Una de baloncesto

Finalizado el mundial de baloncesto, despejadas las dudas en cuanto a los mejores y finiquitados los balances, no solo deportivos, resta pasar página y sacar conclusiones, otra cosa es la siempre discutible opción de tomar medidas después del evidente fracaso deportivo español que ha significado el mundial de la canasta. Imagino que las responsabilidades deportivas estarán atribuidas y las medidas a tomar en marcha, las expectativas eran otra cosa y no fueron confirmadas, casi la totalidad del público y expertos situaba a España en la final porque, tal y como se decía, España tenía de todo y la preparación así lo había confirmado; al supuesto contrincante americano final, en cambio, le faltaba de todo, sin menoscabo de la lógica y nunca inútil incertidumbre a la hora de una valoración definitiva respecto de lo que traían para competir. Mención aparte para las expectativas económicas que había generado el evento, son otro cantar, para los medios de comunicación sólo existe el dinero y como tal cualquier oferta informativa o de entretenimiento pasa por el resultado de caja final. Mediaset manipuló el mundial como le dio la gana, pasando de afición y audiencia, jugando con horarios, partidos y cadenas a su antojo, en estos casos la cuestión deportiva es un mero pretexto, su fracaso no tiene nada de emotivo ni debe resultar doloroso para nadie. La indiferencia que muestran para lo que no es negocio se la merecen para con sus pésimos resultados. Ya estarán buscando nuevos chollos que exprimir.
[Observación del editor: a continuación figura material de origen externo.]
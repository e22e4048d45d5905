use std::collections::HashMap;

use tokio::sync::Mutex;

use crate::events::InboundFileRef;

/// In-flight upload awaiting a naming decision from the admin.
#[derive(Debug, Clone)]
pub struct UploadSession {
    pub file: InboundFileRef,
    pub original_name: String,
    /// Transport message the upload was initiated from, if the transport
    /// supplies one.
    pub origin_message: Option<i64>,
}

/// Tracks at most one pending upload per actor. All transitions lock the
/// whole map; nothing is held across an await, so the lock is never
/// contended for longer than a map operation.
#[derive(Default)]
pub struct UploadSessions {
    inner: Mutex<HashMap<i64, UploadSession>>,
}

impl UploadSessions {
    /// Opens a session for the actor. An already-pending session is
    /// silently replaced; returns whether one was.
    pub async fn begin(&self, actor_id: i64, session: UploadSession) -> bool {
        let mut guard = self.inner.lock().await;
        guard.insert(actor_id, session).is_some()
    }

    /// Consumes the pending session, if any. Resolution must only remove
    /// the session once the supplied name has been validated.
    pub async fn take(&self, actor_id: i64) -> Option<UploadSession> {
        let mut guard = self.inner.lock().await;
        guard.remove(&actor_id)
    }

    pub async fn is_pending(&self, actor_id: i64) -> bool {
        let guard = self.inner.lock().await;
        guard.contains_key(&actor_id)
    }

    /// Peeks at the pending original name without consuming the session.
    pub async fn original_name(&self, actor_id: i64) -> Option<String> {
        let guard = self.inner.lock().await;
        guard.get(&actor_id).map(|s| s.original_name.clone())
    }

    /// Drops the session with no catalog side effects; returns whether one
    /// existed.
    pub async fn cancel(&self, actor_id: i64) -> bool {
        let mut guard = self.inner.lock().await;
        guard.remove(&actor_id).is_some()
    }
}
Pero si intentamos llegar a alguna conclusión deportiva que intente explicar el fracaso español tal vez deberíamos hablar de trabajo y actitud, trabajo que tendría que haber dejado a un lado tantas y tan contagiosas babas a la hora de juzgar a los nuestros y sus posibilidades, amplificadas y difundidas hasta el hartazgo por los medios de comunicación, era su negocio -ha de suponerse que así se hizo-, y actitud a la hora de enfrentarse al contrario -dígase respeto-; así como, a la vista quedó, no caer en la imprudencia de olvidar que las bazas propias hay que jugarlas con acierto, no basta con tener una buena mano, en un enfrentamiento cara a cara no siempre gana el que va de sobrado sino el que sabe con qué armas juega y sabe jugarlas, dónde se esconden sus debilidades, que siempre existen, y que, tan importante o más, el rival también sabe jugar. También en deporte, aunque disguste y se prefiera pasar por encima, sobre todo por parte de los más directamente afectados, ha de haber culpables, no es ni mejor ni peor, sucede cuando alguien asume responsabilidades, sólo quienes lo hacen pueden acabar cargando con las culpas, afortunadamente, son los que se arriesgan afrontando retos jugando sus propias cartas, aunque desgraciadamente acaben fracasando -el deporte hoy es ganar-, a los aduladores y oportunistas les da completamente igual, ya buscarán otros a los que sobarles el lomo; con los culpables sólo resta abrirles cortésmente la puerta, no valen ahora los peros que entonces, en su momento, no se pusieron sobre la mesa, y dejar que otros ocupen su lugar. Si con el equipo que se le suponía España no fue capaz de pasar de cuartos es porque alguien se confió, pecó de soberbia o no supo ver de lo que era capaz quien tenía enfrente, o peor aún, subestimó a los contrarios.

Para finalizar, hay tres cosas, situaciones o personas concretas que me gustaría resaltar como colofón y que tienen que ver con la actitud en este mundo tan competitivo, mucho más cuando se habla de deporte, y que tal vez se echaran de menos en el equipo español: la pasión, la intensidad y la casi violencia que el seleccionador serbio ponía en todo lo que hacían sus jugadores, bueno o malo, siendo capaz de contagiar su estado de ánimo a cada uno de ellos, daba y exigía mucho más que concentración, era dejarse la piel en cada envite; la enorme y metódica sabiduría baloncestística del seleccionador francés a la hora de preparar cada partido y de convencer de sus posibilidades a sus propios jugadores -al margen de las sonoras ausencias-, lo que era llevado a la cancha al pie de la letra. Y por último, la enorme voracidad de unos jóvenes jugadores norteamericanos, sin el renombre y la fama de otros, para los que ganar nunca bastaba, para ellos un partido y el deporte en general es como la propia vida, un auténtico mercado libre plagado de tiburones donde no puedes dejar nada al azar ni permitir que el otro se levante; y además se divertían.